Ama bunun önemi yoktur çünkü bu fedakârlığınız sayesinde vatan
var
olacaktır.Sizin bir bacağınızın ne önemi vardır ki!
Artık koşamayacak olmanızın, yazın herkes gibi havuza,
denize
giremeyecek olmanızın da hiç önemi yoktur. Vatan sağ olsun yeter.
Sonra birilerinin, sizin ödediğiniz vergilerle Fransız
televizyonlarında, uğruna yarım kaldığınız vatan hudutlarını hiçe
sayan
programlara finans sağladığını okursunuz. Aynı dillerin bundan
pişmanlık
duymadıklarını söylediklerini de okursunuz.
Pamuk"ları, Dink"leri, okursunuz, Bizans çocuğuyum
diyenleri
duyar, Ali Kemallere tanık olursunuz, "koçlar gibi satanları"
görürsünüz. .
Türk Bayraklarının yakıldığını, görürsünüz.
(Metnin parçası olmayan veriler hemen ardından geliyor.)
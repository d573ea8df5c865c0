use serde::{Deserialize, Serialize};

/// Per-call context for [`LabLinkClient::get`](crate::LabLinkClient::get).
///
/// Pages rendered for a specific visitor forward that visitor's session so
/// the server can authorize the read on their behalf.
#[derive(Debug, Clone, Default, PartialEq, Eq, Serialize, Deserialize)]
pub struct RequestContext {
    #[serde(default, skip_serializing_if = "Option::is_none")]
    pub session: Option<String>,
}

impl RequestContext {
    pub fn new() -> Self {
        Self::default()
    }

    pub fn with_session(mut self, session: impl Into<String>) -> Self {
        self.session = Some(session.into());
        self
    }
}
//! Subscription metadata exposed to callers.
//!
//! [`WatchInfo`] is a read-only snapshot of a live watch, handy for tests and
//! diagnostics pages.

use serde::{Deserialize, Serialize};

use crate::path::Path;
use crate::query::Query;

/// Read-only snapshot of a live watch.
///
/// Returned by [`LabLinkClient::subscriptions()`](crate::LabLinkClient::subscriptions).
#[derive(Debug, Clone, PartialEq, Serialize, Deserialize)]
pub struct WatchInfo {
    /// Handle returned by `watch`.
    pub id: u64,
    /// The query this watch is tracking.
    pub query: Query,
    /// Marker-leaf paths of the query.
    pub paths: Vec<Path>,
    /// Timestamp (millis since Unix epoch) when the watch was created.
    pub created_at_ms: u64,
    /// Timestamp (millis since Unix epoch) of the last notification,
    /// or `None` if none has been delivered yet.
    pub last_event_time_ms: Option<u64>,
    /// Number of notifications delivered so far.
    pub notify_count: u64,
}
Başlarına
çuvallar
geçirilip aşağılanarak elleri arkalarından bağlanan Türk askerlerini
görürsünüz.
Bu aşağılanmaya cevap verecek tankların motor seslerini,
helikopterlerin kanat seslerini, piyadelerin intikam yeminlerini
duymayı
beklersiniz ama duyamazsınız.
Onun yerine hainlerin cesetlerinin üstüne örtülen çaputlara
"bayrak" diyenleri görürsünüz, "uçaklarını çek", "valiyi çek" diyen
başkanları ve karşılarında kekeleyen riyaseti görürsünüz.
Bu da yetmez Türk askerlerinin kendi mahkemeleriniz
tarafından,"çete" diye suçlandığını,yargılandığını görürsünüz.
Yok, yok bu da yetmez. Askere, polise,öğretmene ateş eden,
yol kesip soygun yapan, köy yakan, okul yıkan, mayın döşeyen
teröristlerin sadece "ben bir şey yapmadım" demelerinin esas kabul edilip,
"suçsuz" sıfatıyla serbest bırakıldığını görürsünüz.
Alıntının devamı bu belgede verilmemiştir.